Exercise details: Say how many lines in the records contain "against". The reply must consist of the number alone.
━━ Source records ━━
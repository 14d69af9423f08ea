//! Local multi-thread counting demo — no master, no tree.
//!
//! Generates a random array, splits it across OS threads each counting
//! occurrences of one value, then verifies the result against a sequential
//! scan. Exists purely for comparison against the distributed path.

use anyhow::{anyhow, Result};

use bramble_core::rng;

/// Run the demo end to end and report both counts.
pub fn run(
    threads: usize,
    element: f32,
    count: usize,
    lo: f32,
    hi: f32,
    precision: u32,
) -> Result<()> {
    let values = rng::generate(count, lo, hi, precision);
    if values.len() <= 20 {
        println!("{values:?}");
    }

    let counted = parallel_count(&values, element, threads)?;
    let expected = values.iter().filter(|v| **v == element).count();

    println!("element {element} present {counted} time(s) ({expected} expected)");
    if counted == expected {
        println!("=> ok: thread result matches the sequential scan");
    } else {
        println!("=> MISMATCH: thread result differs from the sequential scan");
    }
    Ok(())
}

/// Count occurrences of `element` across `threads` scoped worker threads.
pub fn parallel_count(values: &[f32], element: f32, threads: usize) -> Result<usize> {
    let chunk_len = values.len().div_ceil(threads).max(1);
    std::thread::scope(|scope| {
        let handles: Vec<_> = values
            .chunks(chunk_len)
            .map(|chunk| scope.spawn(move || chunk.iter().filter(|v| **v == element).count()))
            .collect();
        handles.into_iter().try_fold(0usize, |acc, handle| {
            handle
                .join()
                .map(|found| acc + found)
                .map_err(|_| anyhow!("counting thread panicked"))
        })
    })
}

#[cfg(test)]
mod tests {
    use super::*;
    use pretty_assertions::assert_eq;

    #[test]
    fn test_parallel_count_matches_sequential() {
        let values = [1.0, 2.0, 1.0, 3.0, 1.0, 4.0, 1.0, 5.0];
        for threads in 1..=8 {
            assert_eq!(parallel_count(&values, 1.0, threads).unwrap(), 4);
        }
    }

    #[test]
    fn test_parallel_count_absent_element() {
        let values = [1.0, 2.0, 3.0];
        assert_eq!(parallel_count(&values, 9.0, 2).unwrap(), 0);
    }

    #[test]
    fn test_parallel_count_empty_array() {
        assert_eq!(parallel_count(&[], 1.0, 4).unwrap(), 0);
    }

    #[test]
    fn test_more_threads_than_values() {
        let values = [7.0, 7.0];
        assert_eq!(parallel_count(&values, 7.0, 16).unwrap(), 2);
    }
}
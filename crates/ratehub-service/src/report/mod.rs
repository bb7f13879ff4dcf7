//! Aggregate reporting for the admin dashboard.

pub mod stats;

pub use stats::StatsService;
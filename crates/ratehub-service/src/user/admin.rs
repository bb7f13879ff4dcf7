//! Admin user management — listing, creation, deletion.

use std::sync::Arc;

use tracing::info;
use uuid::Uuid;

use ratehub_auth::password::{PasswordHasher, PasswordValidator};
use ratehub_core::error::AppError;
use ratehub_core::result::AppResult;
use ratehub_database::repositories::UserRepository;
use ratehub_entity::user::{CreateUser, User, UserRole, UserWithStore};

use crate::context::RequestContext;

/// Handles administrative user management operations.
#[derive(Debug, Clone)]
pub struct AdminUserService {
    /// User repository.
    user_repo: Arc<UserRepository>,
    /// Password hasher.
    hasher: Arc<PasswordHasher>,
    /// Password policy validator.
    validator: Arc<PasswordValidator>,
}

/// Request to create a new user as an admin.
///
/// Unlike signup, any role can be assigned, and no companion store is
/// created for store owners — the store is registered separately.
#[derive(Debug, Clone, serde::Serialize, serde::Deserialize)]
pub struct AdminCreateUser {
    /// Full name.
    pub name: String,
    /// Email (unique).
    pub email: String,
    /// Initial plaintext password.
    pub password: String,
    /// Postal address.
    pub address: String,
    /// Role assignment.
    pub role: UserRole,
}

impl AdminUserService {
    /// Creates a new admin user service.
    pub fn new(
        user_repo: Arc<UserRepository>,
        hasher: Arc<PasswordHasher>,
        validator: Arc<PasswordValidator>,
    ) -> Self {
        Self {
            user_repo,
            hasher,
            validator,
        }
    }

    /// Lists all users with their owned store, optionally filtered.
    pub async fn list_users(
        &self,
        search: Option<&str>,
        role: Option<UserRole>,
    ) -> AppResult<Vec<UserWithStore>> {
        self.user_repo.find_all_with_store(search, role).await
    }

    /// Creates a new user with any role.
    pub async fn create_user(
        &self,
        ctx: &RequestContext,
        req: AdminCreateUser,
    ) -> AppResult<User> {
        if self.user_repo.find_by_email(&req.email).await?.is_some() {
            return Err(AppError::conflict("User with this email already exists"));
        }

        self.validator.validate(&req.password)?;
        let password_hash = self.hasher.hash_password(&req.password)?;

        let user = self
            .user_repo
            .create(&CreateUser {
                name: req.name,
                email: req.email,
                password_hash,
                role: req.role,
                address: req.address,
            })
            .await?;

        info!(
            admin_id = %ctx.user_id,
            new_user_id = %user.id,
            email = %user.email,
            role = %user.role,
            "User created by admin"
        );

        Ok(user)
    }

    /// Deletes a user. Their owned store and ratings cascade away.
    pub async fn delete_user(&self, ctx: &RequestContext, user_id: Uuid) -> AppResult<()> {
        if user_id == ctx.user_id {
            return Err(AppError::forbidden("Cannot delete your own account"));
        }

        let deleted = self.user_repo.delete(user_id).await?;
        if !deleted {
            return Err(AppError::not_found("User not found"));
        }

        info!(admin_id = %ctx.user_id, target_id = %user_id, "User deleted");

        Ok(())
    }
}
━━━
Output of the task: 2